WHAT THE TASK ASKS: From the data that follows, copy every line holding the string "Euclidean".

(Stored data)
____________

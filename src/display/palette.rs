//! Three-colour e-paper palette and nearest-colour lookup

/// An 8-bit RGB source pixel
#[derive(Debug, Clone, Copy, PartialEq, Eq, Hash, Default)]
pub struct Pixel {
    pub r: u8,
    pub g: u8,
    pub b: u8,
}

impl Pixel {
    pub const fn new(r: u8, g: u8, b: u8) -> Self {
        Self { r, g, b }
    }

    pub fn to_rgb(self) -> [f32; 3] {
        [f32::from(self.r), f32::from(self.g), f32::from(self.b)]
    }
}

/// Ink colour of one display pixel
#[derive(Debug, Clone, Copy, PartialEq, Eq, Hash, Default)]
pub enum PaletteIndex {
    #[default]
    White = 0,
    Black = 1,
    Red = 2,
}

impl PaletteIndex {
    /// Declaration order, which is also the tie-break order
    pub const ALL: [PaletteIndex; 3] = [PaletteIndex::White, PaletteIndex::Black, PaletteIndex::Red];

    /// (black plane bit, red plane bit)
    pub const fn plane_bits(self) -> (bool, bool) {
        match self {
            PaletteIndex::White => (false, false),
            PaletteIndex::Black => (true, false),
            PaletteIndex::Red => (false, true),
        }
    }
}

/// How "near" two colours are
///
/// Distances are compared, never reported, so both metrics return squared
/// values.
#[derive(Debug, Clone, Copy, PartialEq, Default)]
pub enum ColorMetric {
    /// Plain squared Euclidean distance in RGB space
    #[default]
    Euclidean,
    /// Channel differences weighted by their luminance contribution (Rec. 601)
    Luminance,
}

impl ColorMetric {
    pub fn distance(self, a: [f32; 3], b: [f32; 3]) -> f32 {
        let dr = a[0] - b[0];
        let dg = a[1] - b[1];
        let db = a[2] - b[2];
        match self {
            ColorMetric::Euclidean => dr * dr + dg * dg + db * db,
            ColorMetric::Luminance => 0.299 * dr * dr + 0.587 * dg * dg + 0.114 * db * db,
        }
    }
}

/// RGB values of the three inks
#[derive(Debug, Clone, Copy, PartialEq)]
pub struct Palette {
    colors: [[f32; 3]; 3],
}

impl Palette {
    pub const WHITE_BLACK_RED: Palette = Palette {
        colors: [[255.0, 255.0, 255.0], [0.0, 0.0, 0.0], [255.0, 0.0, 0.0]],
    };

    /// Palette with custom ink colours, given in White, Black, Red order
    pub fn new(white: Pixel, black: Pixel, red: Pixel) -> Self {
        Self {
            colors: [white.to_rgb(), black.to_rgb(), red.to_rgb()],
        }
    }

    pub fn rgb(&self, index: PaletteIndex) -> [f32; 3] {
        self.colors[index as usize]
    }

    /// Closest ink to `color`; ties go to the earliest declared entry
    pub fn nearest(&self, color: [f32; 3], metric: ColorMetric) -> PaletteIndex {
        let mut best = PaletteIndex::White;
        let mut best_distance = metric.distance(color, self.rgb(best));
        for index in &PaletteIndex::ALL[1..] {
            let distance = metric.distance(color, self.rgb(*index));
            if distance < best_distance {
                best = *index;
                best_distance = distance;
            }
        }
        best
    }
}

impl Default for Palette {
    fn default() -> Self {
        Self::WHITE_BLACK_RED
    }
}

____________

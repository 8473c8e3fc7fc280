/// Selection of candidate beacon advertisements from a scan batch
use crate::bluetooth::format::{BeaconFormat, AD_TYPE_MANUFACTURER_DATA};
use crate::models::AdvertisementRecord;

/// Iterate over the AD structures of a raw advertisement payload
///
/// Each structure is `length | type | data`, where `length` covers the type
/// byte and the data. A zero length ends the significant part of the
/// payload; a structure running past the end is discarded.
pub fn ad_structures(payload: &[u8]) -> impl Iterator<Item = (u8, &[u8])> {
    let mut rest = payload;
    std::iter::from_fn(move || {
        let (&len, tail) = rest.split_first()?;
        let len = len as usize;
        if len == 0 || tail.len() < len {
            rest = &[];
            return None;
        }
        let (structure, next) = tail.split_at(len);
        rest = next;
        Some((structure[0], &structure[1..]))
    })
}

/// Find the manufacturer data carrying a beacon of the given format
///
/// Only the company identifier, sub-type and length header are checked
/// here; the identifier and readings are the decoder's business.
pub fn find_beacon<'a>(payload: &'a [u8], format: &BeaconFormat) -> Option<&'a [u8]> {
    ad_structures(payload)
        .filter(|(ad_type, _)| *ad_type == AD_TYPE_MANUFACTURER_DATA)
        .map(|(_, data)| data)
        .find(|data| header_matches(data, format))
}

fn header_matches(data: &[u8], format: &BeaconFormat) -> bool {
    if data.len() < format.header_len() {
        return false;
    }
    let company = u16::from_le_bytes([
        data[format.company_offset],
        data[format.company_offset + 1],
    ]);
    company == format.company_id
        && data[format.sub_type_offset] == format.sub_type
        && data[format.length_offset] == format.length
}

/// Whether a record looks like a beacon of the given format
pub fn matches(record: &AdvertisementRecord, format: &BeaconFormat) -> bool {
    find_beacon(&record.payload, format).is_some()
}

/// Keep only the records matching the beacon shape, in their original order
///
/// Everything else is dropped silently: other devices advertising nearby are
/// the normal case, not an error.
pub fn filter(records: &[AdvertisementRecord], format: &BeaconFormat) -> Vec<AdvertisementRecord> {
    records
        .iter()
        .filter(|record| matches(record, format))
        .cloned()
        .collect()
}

____________

WRITTEN SOLUTION:
    /// Plain squared Euclidean distance in RGB space
    Euclidean,
            ColorMetric::Euclidean => dr * dr + dg * dg + db * db,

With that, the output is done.